#### Problem to work on:
Among the entries below, how many lines contain the string "system"? Only the number is wanted.

== == ==

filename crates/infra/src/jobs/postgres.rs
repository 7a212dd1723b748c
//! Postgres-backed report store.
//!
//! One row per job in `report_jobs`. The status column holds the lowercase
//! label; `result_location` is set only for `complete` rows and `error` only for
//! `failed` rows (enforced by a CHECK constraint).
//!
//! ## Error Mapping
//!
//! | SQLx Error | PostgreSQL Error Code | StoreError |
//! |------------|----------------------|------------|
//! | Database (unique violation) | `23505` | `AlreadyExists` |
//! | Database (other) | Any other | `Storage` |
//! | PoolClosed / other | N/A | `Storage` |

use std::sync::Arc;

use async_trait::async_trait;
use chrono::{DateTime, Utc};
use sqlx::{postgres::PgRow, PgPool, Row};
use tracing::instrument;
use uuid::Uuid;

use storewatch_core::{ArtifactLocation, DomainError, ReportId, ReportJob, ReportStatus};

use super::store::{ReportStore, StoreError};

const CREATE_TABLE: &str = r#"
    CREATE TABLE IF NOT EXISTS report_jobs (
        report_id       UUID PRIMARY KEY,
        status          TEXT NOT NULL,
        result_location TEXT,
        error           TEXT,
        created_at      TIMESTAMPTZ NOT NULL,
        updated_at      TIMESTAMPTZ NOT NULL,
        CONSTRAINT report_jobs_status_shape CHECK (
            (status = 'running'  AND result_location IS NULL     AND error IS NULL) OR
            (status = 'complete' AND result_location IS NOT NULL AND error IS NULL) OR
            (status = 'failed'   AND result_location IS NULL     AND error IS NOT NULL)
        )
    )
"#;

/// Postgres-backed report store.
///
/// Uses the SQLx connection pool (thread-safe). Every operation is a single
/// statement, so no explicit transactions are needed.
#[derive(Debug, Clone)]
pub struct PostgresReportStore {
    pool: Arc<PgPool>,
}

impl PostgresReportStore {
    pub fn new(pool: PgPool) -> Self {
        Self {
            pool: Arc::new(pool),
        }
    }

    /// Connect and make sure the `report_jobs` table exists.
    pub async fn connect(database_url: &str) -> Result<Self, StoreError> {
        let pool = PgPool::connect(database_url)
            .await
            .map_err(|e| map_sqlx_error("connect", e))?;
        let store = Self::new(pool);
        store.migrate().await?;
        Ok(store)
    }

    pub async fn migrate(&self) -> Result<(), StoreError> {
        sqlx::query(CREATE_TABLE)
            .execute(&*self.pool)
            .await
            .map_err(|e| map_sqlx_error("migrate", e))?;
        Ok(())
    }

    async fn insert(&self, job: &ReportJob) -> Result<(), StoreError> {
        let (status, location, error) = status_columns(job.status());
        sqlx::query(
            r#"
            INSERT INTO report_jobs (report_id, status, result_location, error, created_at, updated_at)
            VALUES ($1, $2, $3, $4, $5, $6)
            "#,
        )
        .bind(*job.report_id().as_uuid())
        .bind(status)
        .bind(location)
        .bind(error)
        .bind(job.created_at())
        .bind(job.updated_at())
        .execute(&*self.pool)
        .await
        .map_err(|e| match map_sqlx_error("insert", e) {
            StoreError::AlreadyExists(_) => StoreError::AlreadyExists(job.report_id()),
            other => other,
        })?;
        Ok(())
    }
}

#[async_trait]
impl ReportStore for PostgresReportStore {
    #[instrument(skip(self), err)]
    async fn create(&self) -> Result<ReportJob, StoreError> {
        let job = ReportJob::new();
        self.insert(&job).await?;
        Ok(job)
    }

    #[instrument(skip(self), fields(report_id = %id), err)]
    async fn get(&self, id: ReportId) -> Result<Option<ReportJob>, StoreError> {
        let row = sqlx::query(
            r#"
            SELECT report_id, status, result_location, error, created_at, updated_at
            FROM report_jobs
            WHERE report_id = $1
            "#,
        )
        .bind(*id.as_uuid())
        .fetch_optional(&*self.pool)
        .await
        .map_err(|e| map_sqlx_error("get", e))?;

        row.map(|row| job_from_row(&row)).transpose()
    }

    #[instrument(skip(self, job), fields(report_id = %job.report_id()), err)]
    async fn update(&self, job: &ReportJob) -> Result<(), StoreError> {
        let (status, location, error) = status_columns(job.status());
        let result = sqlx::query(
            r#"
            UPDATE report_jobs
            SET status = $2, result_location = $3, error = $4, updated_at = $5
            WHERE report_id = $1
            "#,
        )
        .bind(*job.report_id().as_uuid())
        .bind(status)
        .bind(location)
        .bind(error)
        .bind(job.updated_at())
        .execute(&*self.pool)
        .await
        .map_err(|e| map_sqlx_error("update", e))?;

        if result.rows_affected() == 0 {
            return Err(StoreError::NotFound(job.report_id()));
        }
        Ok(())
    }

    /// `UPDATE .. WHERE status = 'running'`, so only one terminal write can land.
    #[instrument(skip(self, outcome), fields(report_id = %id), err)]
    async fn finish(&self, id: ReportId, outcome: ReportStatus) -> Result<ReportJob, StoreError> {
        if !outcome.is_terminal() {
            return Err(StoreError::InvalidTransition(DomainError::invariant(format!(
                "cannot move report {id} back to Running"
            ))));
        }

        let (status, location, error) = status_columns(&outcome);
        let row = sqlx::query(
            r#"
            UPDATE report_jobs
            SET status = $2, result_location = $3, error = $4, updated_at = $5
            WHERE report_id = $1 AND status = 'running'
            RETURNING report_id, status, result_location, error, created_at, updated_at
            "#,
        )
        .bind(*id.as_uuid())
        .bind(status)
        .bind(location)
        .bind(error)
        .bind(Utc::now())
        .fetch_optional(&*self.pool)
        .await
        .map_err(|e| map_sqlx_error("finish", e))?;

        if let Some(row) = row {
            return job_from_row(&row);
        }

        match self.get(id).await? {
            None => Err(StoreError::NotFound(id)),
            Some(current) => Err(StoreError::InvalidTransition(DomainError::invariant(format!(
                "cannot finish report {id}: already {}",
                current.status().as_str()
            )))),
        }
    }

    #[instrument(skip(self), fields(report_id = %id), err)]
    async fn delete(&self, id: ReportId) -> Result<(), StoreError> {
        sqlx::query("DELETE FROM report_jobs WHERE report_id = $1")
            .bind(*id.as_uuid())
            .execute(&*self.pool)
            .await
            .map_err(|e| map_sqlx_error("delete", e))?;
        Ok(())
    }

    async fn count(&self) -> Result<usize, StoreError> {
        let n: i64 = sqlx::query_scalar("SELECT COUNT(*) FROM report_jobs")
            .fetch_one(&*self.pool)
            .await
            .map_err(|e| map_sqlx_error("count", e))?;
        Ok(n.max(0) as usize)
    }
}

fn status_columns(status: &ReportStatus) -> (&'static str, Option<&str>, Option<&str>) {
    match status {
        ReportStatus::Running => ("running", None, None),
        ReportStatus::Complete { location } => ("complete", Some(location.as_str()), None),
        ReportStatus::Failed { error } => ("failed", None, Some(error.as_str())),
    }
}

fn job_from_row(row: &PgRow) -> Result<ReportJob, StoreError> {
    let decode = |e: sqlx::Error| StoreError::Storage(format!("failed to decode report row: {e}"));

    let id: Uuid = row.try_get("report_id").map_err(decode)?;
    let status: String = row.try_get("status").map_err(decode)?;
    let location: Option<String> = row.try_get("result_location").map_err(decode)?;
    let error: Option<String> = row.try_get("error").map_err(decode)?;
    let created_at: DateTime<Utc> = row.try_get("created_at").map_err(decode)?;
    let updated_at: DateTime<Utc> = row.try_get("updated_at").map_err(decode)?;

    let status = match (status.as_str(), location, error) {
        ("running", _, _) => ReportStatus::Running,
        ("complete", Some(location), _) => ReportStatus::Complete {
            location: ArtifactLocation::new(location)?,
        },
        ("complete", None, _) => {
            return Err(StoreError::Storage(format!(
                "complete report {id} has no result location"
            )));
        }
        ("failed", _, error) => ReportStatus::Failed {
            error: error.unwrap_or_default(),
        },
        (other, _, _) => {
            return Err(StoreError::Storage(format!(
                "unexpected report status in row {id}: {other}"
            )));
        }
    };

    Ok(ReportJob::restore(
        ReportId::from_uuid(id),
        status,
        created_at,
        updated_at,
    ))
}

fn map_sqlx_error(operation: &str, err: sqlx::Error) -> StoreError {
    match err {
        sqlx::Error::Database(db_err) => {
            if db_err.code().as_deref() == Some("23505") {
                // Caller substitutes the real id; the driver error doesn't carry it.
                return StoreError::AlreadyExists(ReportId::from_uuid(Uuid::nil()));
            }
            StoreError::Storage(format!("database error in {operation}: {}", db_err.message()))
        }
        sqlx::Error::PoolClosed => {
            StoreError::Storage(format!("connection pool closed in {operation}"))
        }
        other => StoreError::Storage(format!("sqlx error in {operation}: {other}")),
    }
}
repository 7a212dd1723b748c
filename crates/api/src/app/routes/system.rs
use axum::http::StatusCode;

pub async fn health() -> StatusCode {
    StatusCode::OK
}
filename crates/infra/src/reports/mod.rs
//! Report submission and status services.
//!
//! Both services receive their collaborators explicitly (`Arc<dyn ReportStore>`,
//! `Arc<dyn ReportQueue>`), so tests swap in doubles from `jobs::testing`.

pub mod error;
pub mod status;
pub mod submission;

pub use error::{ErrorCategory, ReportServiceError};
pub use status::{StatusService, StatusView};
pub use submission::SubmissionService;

== == ==

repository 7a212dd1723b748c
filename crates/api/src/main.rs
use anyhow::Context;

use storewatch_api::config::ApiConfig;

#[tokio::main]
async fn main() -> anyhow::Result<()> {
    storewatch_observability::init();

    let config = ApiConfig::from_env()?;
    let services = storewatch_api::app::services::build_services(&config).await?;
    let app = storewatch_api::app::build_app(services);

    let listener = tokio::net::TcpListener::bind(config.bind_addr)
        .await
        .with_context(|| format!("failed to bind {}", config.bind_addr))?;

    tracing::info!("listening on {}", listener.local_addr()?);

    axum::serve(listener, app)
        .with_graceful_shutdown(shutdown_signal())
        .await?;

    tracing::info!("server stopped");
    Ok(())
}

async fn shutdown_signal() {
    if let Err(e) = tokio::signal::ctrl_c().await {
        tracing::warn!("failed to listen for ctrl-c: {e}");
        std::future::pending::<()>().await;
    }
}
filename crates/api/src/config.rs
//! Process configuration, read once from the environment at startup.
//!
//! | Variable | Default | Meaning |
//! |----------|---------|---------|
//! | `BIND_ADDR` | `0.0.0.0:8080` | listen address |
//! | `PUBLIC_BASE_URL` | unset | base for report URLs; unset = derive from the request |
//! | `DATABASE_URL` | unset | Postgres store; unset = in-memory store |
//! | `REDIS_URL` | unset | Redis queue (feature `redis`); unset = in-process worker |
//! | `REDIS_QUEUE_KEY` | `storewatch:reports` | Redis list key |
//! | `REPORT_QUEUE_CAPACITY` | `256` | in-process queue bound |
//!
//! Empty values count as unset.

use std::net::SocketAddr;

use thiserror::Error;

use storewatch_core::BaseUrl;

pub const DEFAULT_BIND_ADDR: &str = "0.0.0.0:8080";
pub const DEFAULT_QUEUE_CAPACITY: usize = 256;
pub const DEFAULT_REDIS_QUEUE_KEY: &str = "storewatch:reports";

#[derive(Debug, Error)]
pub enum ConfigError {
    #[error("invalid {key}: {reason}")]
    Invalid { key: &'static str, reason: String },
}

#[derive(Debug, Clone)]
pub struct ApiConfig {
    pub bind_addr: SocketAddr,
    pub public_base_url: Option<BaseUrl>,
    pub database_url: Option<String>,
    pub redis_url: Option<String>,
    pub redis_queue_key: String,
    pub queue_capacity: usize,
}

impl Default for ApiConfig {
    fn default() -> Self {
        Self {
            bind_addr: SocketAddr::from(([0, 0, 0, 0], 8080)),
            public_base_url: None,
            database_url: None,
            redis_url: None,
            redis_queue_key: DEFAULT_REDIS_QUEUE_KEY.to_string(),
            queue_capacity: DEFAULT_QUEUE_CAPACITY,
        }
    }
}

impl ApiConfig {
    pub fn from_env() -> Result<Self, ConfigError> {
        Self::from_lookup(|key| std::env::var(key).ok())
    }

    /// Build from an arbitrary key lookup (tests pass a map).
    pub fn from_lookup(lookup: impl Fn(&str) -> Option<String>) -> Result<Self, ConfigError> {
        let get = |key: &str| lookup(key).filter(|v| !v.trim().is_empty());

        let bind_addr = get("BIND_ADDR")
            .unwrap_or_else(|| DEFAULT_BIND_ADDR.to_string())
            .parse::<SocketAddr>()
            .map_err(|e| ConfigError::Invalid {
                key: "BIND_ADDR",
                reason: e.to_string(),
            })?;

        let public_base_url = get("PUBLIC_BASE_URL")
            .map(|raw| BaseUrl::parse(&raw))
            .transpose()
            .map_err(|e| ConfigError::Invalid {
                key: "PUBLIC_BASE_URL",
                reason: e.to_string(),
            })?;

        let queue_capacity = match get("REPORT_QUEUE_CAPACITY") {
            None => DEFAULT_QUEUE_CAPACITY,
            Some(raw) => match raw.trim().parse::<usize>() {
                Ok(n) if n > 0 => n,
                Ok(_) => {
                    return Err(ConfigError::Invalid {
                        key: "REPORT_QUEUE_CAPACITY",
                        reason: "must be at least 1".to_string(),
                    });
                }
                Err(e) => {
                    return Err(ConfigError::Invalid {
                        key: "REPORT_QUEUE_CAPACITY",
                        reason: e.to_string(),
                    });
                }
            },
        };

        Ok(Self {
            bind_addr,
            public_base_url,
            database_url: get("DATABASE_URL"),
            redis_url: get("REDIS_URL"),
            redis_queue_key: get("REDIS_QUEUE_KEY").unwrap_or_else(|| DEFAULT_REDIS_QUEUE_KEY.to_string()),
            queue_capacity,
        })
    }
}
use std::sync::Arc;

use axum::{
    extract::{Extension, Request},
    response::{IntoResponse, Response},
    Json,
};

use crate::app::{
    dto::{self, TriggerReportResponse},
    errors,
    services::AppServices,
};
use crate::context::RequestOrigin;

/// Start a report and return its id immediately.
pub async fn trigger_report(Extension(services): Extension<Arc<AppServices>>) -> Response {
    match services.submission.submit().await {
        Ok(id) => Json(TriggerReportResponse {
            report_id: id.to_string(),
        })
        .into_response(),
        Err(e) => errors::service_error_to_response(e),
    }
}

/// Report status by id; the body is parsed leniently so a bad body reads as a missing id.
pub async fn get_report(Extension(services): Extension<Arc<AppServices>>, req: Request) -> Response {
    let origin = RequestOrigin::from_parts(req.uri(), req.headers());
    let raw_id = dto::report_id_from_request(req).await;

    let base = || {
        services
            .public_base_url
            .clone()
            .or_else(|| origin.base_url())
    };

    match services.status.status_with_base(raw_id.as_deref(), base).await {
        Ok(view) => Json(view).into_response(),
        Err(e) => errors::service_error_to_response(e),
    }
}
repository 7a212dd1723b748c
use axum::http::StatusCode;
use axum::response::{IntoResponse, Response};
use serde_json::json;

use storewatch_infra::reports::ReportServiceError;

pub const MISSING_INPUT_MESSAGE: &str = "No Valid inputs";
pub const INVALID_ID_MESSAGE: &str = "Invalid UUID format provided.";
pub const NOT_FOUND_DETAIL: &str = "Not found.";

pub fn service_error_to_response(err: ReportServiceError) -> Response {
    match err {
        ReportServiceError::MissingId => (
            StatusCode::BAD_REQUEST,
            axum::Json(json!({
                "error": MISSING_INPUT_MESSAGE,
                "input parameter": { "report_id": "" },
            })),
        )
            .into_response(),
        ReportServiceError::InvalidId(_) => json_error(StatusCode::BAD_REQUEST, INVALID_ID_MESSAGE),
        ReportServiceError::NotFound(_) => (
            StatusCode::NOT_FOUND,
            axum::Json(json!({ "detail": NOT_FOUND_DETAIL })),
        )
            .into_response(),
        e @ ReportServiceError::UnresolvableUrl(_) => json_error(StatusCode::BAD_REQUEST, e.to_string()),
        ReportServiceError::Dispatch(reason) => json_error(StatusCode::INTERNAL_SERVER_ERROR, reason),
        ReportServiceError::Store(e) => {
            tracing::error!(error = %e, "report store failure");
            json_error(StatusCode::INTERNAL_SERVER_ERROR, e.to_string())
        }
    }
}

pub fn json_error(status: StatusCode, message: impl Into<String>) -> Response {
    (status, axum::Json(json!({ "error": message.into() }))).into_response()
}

== == ==

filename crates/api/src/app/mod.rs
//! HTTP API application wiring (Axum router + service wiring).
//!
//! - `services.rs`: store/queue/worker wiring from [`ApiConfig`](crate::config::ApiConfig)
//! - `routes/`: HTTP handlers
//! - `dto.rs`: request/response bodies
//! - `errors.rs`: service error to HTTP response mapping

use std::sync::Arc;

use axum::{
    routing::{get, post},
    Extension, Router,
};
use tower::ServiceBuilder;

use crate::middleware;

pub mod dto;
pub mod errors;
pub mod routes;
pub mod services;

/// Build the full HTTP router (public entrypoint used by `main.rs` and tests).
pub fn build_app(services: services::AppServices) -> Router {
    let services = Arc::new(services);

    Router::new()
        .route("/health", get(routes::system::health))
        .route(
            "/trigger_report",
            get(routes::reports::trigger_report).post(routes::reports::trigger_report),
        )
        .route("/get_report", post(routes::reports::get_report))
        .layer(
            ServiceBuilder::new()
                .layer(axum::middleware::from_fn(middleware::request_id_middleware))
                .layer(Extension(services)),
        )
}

== == ==

#### Solution to this exercise:
2